## Input data
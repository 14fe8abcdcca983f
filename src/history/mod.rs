//! History aggregation
//!
//! Turns the raw list of journal entries into the series shown by the
//! history displays. Everything here is pure and synchronous.
//!
//! ## Pipeline
//!
//! ```text
//! entries → Range Filter → { Distribution, Weekly averages, Monthly averages }
//! ```
//!
//! - [`filter`]: inclusive calendar-date window
//! - [`distribution`]: entry count per mood label, first-seen order
//! - [`averages`]: mean compound score per week / month bucket
//! - [`view`]: the whole pipeline in one call

pub mod averages;
pub mod distribution;
mod error;
pub mod filter;
pub mod period;
mod types;
pub mod view;
mod zone;

pub use averages::{monthly_averages, period_averages, round3, weekly_averages};
pub use distribution::distribution;
pub use error::{BoundError, MonthKeyError, ZoneError};
pub use filter::{annotate, filter_entries, DateBound, DateBounds};
pub use period::{Bucket, MonthKey, WeekStart};
pub use types::{
    DistributionRow, Entry, FilteredEntry, MonthlyRow, SeriesPoint, WeeklyRow,
};
pub use view::HistoryView;
pub use zone::DisplayZone;
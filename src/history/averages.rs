//! Period averager
//!
//! Groups entries into calendar buckets and computes the mean compound score
//! of each bucket.
//!
//! ```text
//! entries → bucket(date) → {sum, count} → round(sum / count, 3) → sort by bucket start
//! ```

use crate::history::period::{Bucket, MonthKey, WeekStart};
use crate::history::types::{FilteredEntry, MonthlyRow, WeeklyRow};
use std::collections::BTreeMap;

#[derive(Debug, Default, Clone, Copy)]
struct Accumulator {
    sum: f64,
    count: usize,
}

impl Accumulator {
    fn add(&mut self, value: f64) {
        self.sum += value;
        self.count += 1;
    }

    /// Never called on an empty accumulator: buckets are created by their first value
    fn mean(&self) -> f64 {
        self.sum / self.count as f64
    }
}

/// Round the stored value to 3 decimal places, halves away from zero
///
/// Scaling by 1000 first would round twice: `0.4995` is stored as
/// 0.49949999..., which must give 0.499, not 0.5. The fixed-precision
/// formatter rounds the exact binary value instead.
pub fn round3(value: f64) -> f64 {
    if !value.is_finite() {
        return value;
    }

    let scaled = value * 1000.0;
    // The FMA residual is zero only when `scaled` is exact, i.e. a true tie
    let exact_tie = scaled.fract().abs() == 0.5 && value.mul_add(1000.0, -scaled) == 0.0;

    let rounded = if exact_tie {
        scaled.round() / 1000.0
    } else {
        format!("{:.3}", value).parse().unwrap_or(value)
    };

    // Adding 0.0 turns -0.0 into 0.0
    rounded + 0.0
}

/// Mean compound score per bucket, in chronological order
///
/// Entries without a date or without a finite compound score do not
/// contribute to any bucket.
pub fn period_averages<B: Bucket>(entries: &[FilteredEntry<'_>]) -> Vec<(B, f64)> {
    let mut buckets: BTreeMap<B, Accumulator> = BTreeMap::new();

    for entry in entries {
        let (Some(date), Some(score)) = (entry.date, entry.score()) else {
            tracing::debug!(
                timestamp = ?entry.entry.timestamp,
                compound = ?entry.entry.compound,
                "Entry left out of period averages"
            );
            continue;
        };

        buckets.entry(B::containing(date.date())).or_default().add(score);
    }

    buckets
        .into_iter()
        .map(|(bucket, acc)| (bucket, round3(acc.mean())))
        .collect()
}

/// Average compound score per Monday-anchored week
pub fn weekly_averages(entries: &[FilteredEntry<'_>]) -> Vec<WeeklyRow> {
    period_averages::<WeekStart>(entries)
        .into_iter()
        .map(|(key, average)| WeeklyRow {
            week_start: key.label(),
            average,
            key,
        })
        .collect()
}

/// Average compound score per calendar month
pub fn monthly_averages(entries: &[FilteredEntry<'_>]) -> Vec<MonthlyRow> {
    period_averages::<MonthKey>(entries)
        .into_iter()
        .map(|(key, average)| MonthlyRow {
            month: key.label(),
            average,
            key,
        })
        .collect()
}
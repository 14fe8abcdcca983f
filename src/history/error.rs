//! History error types
//!
//! Errors raised while interpreting user-facing inputs of the history
//! pipeline. None of them is fatal: an invalid bound empties the filtered
//! set, an invalid zone is reported by the configuration layer.

use thiserror::Error;

/// Why a date-bound input could not be used
#[derive(Error, Debug, Clone, PartialEq, Eq)]
pub enum BoundError {
    /// Text is not a `YYYY-MM-DD` calendar date
    #[error("Invalid date bound '{0}': expected YYYY-MM-DD")]
    Malformed(String),
}

/// Why a month label could not be parsed back into its key
#[derive(Error, Debug, Clone, PartialEq, Eq)]
pub enum MonthKeyError {
    /// Not of the form `M/YYYY`
    #[error("Invalid month label '{0}': expected M/YYYY")]
    Malformed(String),

    /// Month outside 1..=12
    #[error("Month out of range in label '{0}'")]
    MonthOutOfRange(String),
}

/// Why a display zone setting could not be parsed
#[derive(Error, Debug, Clone, PartialEq, Eq)]
pub enum ZoneError {
    /// Not "local", "utc", or a `+HH:MM` / `-HH:MM` offset
    #[error("Invalid timezone '{0}': expected local, utc or an offset like +02:00")]
    Unrecognized(String),

    /// Offset outside of +/-23:59
    #[error("Timezone offset out of range: {0}")]
    OutOfRange(String),
}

## Activity
The response must hold only the lines above from the line with "filename src/history/error.rs" through the line with "pub enum BoundError", each copied exactly, both ends kept.

## The answer
filename src/history/error.rs
//! History error types
//!
//! Errors raised while interpreting user-facing inputs of the history
//! pipeline. None of them is fatal: an invalid bound empties the filtered
//! set, an invalid zone is reported by the configuration layer.

use thiserror::Error;

/// Why a date-bound input could not be used
#[derive(Error, Debug, Clone, PartialEq, Eq)]
pub enum BoundError {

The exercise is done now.